南米における地上デジタル放送日本方式の普及①

~ペルーでの勝利が生んだ雪崩現象~

地上デジタルテレビ放送には大きく分けてアメリカ方式、ヨーロッパ方式、日本方式の3方式があるが、このところ南米各国では、地上放送をアナログからデジタルに変更するにあたり、日本方式の導入を決定する国が相次いでいる。2006年6月にブラジルが日本方式を採用した後は少し間があいたものの、 2009年4月にペルーが採用を決めてからは、アルゼンチン、チリ、ベネズエラと、矢継ぎ早に各国が日本方式の採用を発表している。南米12カ国中5カ国、人口では実に南米4億人の80%が、近い将来日本方式による地上デジタル放送でテレビを見ることになる。

南米での日本方式の普及拡大をめざす関係者の活動の様子や、南米各国の地上デジタル放送を中心とする放送事情を、3回にわけて紹介する。第1回は日本方式の採用を決定して動き出したペルー、2回目は実際に地上デジタル放送が始まっているブラジル、3回目は採用を決めたばかりのアルゼンチンやどの方式にするかまだ決まっていないパラグアイについて、それぞれ報告する予定である。
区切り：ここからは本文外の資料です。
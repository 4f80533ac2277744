//! Screen regions and captured frames.

use chrono::{DateTime, Utc};
use image::RgbImage;
use serde::{Deserialize, Serialize};

/// A fixed screen rectangle in global display coordinates.
///
/// `left`/`top` may be negative on multi-monitor layouts.
#[derive(Debug, Clone, Copy, PartialEq, Eq, Serialize, Deserialize)]
pub struct Region {
    pub left: i32,
    pub top: i32,
    pub width: u32,
    pub height: u32,
}

impl Region {
    pub fn new(left: i32, top: i32, width: u32, height: u32) -> Self {
        Self {
            left,
            top,
            width,
            height,
        }
    }

    /// Exclusive right edge.
    pub fn right(&self) -> i64 {
        self.left as i64 + self.width as i64
    }

    /// Exclusive bottom edge.
    pub fn bottom(&self) -> i64 {
        self.top as i64 + self.height as i64
    }

    pub fn pixel_count(&self) -> u64 {
        self.width as u64 * self.height as u64
    }

    /// Whether this region lies entirely inside `outer`.
    pub fn is_within(&self, outer: &Region) -> bool {
        self.left >= outer.left
            && self.top >= outer.top
            && self.right() <= outer.right()
            && self.bottom() <= outer.bottom()
    }
}

impl std::fmt::Display for Region {
    fn fmt(&self, f: &mut std::fmt::Formatter<'_>) -> std::fmt::Result {
        write!(
            f,
            "{}x{} at ({}, {})",
            self.width, self.height, self.left, self.top
        )
    }
}

/// One RGB snapshot of a region. Never mutated after capture.
#[derive(Debug, Clone)]
pub struct Frame {
    image: RgbImage,
    captured_at: DateTime<Utc>,
}

impl Frame {
    pub fn new(image: RgbImage, captured_at: DateTime<Utc>) -> Self {
        Self { image, captured_at }
    }

    /// Raw `width * height * 3` pixel bytes.
    pub fn pixels(&self) -> &[u8] {
        self.image.as_raw()
    }

    pub fn width(&self) -> u32 {
        self.image.width()
    }

    pub fn height(&self) -> u32 {
        self.image.height()
    }

    pub fn captured_at(&self) -> DateTime<Utc> {
        self.captured_at
    }
}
今回のペルー編では、2009年9月にペルーのリマで開催された日本方式普及のための国際フォーラムの様子を紹介するとともに、ペルーが日本方式を採用するに至る経緯を、実際の交渉にあたった寺﨑総務審議官、目賀田駐ペルー大使、コルネホ・ペルー運輸通信大臣の3人のキーマンへのインタビューを通して明らかにする。